Она улыбнулась и тихо запела мне «баю-бай», сперва про серенького волчка, который должен был прийти и укусить меня за бок, а потом про то, как спит Садко и как девица ходит по бережку. Это такая нежная была песня, что я заплакала. Я не понимала, почему Надя порой так меняется и не хочет меня замечать, но в тот момент я любила ее еще больше.

Подвалы

И может только я один еще знаю что он жил

Унгаретти. В память Локвиц 30 сентября 1910

Минуя здания, первые этажи которых были спошь заняты витринами, мимо низких деревьец, позолоченных клементинами, оставив подозрительную оптику за спиной, я бодро вышла к площади Общего дела. Она была ладно охвачена полуобручем здания конца девятнадцатого века, появившегося на месте исчезнувшей экседры начала четвертого. В ту давнюю пору в портиках и перед ними проходили театральные представления для посетителей гигантского комплекса бань.

Через это неуютное пространство, где так хаотично были расставлены постройки с разницей в пятнадцать веков, я ходила в сицилийскую кондитерскую. Заглотить мини канноло, поглядеть на разноцветные марципаны, попугайничающие в витрине в виде всевозможных фруктов, или послушать болтовню у барной стойки, наслаждаясь колкими выпадами тамошнего пожилого бармена. Откусывалась хрустящая сласть, смаковалась рикотта, падали крошки, и жизнь продвигалась вперед. Кофе, кстати, там готовили скверно, официанты и продавцы выглядели измученными, а деньги драли преувеличенно.

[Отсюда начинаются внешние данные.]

//! What is happening at a given instant
//!
//! Windows are half-open: a match is current from the start of its slot up
//! to, but not including, the end of its slot.

use chrono::{DateTime, Utc};

use crate::core::selector::select;
use crate::models::{CompState, Match, Timestamp};

/// Snapshot of the schedule at one instant
#[derive(Debug)]
pub struct CurrentState<'a> {
    /// The instant, in the venue's offset
    pub time: Timestamp,
    /// Accumulated delay in seconds
    pub delay: u32,
    pub matches: Vec<&'a Match>,
    pub staging_matches: Vec<&'a Match>,
    pub shepherding_matches: Vec<&'a Match>,
}

/// Sum of all delays that have taken effect by `now`
pub fn current_delay(state: &CompState, now: &Timestamp) -> u32 {
    state
        .delays
        .iter()
        .filter(|d| d.time <= *now)
        .map(|d| d.delay)
        .sum()
}

/// Matches whose slot contains `now`
pub fn current_matches<'a>(state: &'a CompState, now: &Timestamp) -> Vec<&'a Match> {
    select(&state.matches, |m| m.times.slot.contains(now), None)
}

/// Matches whose staging area is open at `now`
pub fn staging_matches<'a>(state: &'a CompState, now: &Timestamp) -> Vec<&'a Match> {
    select(
        &state.matches,
        |m| {
            let staging = &m.times.staging;
            staging.opens <= *now && *now < staging.closes
        },
        None,
    )
}

/// Matches whose teams are being gathered by shepherds at `now`
///
/// Shepherding starts at the earliest shepherd signal and ends when staging
/// closes. A match with no shepherd signals is never being shepherded.
pub fn shepherding_matches<'a>(state: &'a CompState, now: &Timestamp) -> Vec<&'a Match> {
    select(
        &state.matches,
        |m| {
            let staging = &m.times.staging;
            match staging.signal_shepherds.values().min() {
                Some(first) => first <= now && *now < staging.closes,
                None => false,
            }
        },
        None,
    )
}

pub fn current_state(state: &CompState, now: DateTime<Utc>) -> CurrentState<'_> {
    let now = now.with_timezone(&state.utc_offset());

    CurrentState {
        time: now,
        delay: current_delay(state, &now),
        matches: current_matches(state, &now),
        staging_matches: staging_matches(state, &now),
        shepherding_matches: shepherding_matches(state, &now),
    }
}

Дальше размещался бар, в котором кофе был лучше и дешевле, но по незнанию тебе могли предложить шлюший куш или спросить беленького. Попадались там бывшие наши девчонки, липкие местные и отражающиеся друг у друга в темных очках, похожие на боровов молодчики-балканцы с короткими славянскими носами и с оттопыренным карманом куртки, в котором как будто бы просто так лежала правая рука.

Именно там я узнала, что человека с вопрошающим, тяжелым взглядом светлых, глубоко ввинченных глаз-ледышек, которого я, кажется, уже где-то мельком видела, звали Флорин. Приятно окунувшись в это имя, напомнившее мне букетик незабудок или клумбу с анютиными глазками, я рассеянно слушала его небыструю речь с легким акцентом и перед пустотой кофейной чашки представляла, как тысячу семьсот лет назад на этом месте люди нежились в горячей воде и целовались в пару. Ну и визг же и крик стоял тогда в банях! «Держи вора!» «Брею, брею подмышки!» «Кому потереть спинку?» В то же самое время в каком-нибудь удаленном углу портиков мальчишки слушали учителя и записывали его слова на покрытых темным воском деревянных дощечках. Кто-то, впрочем, как и я, считал ворон.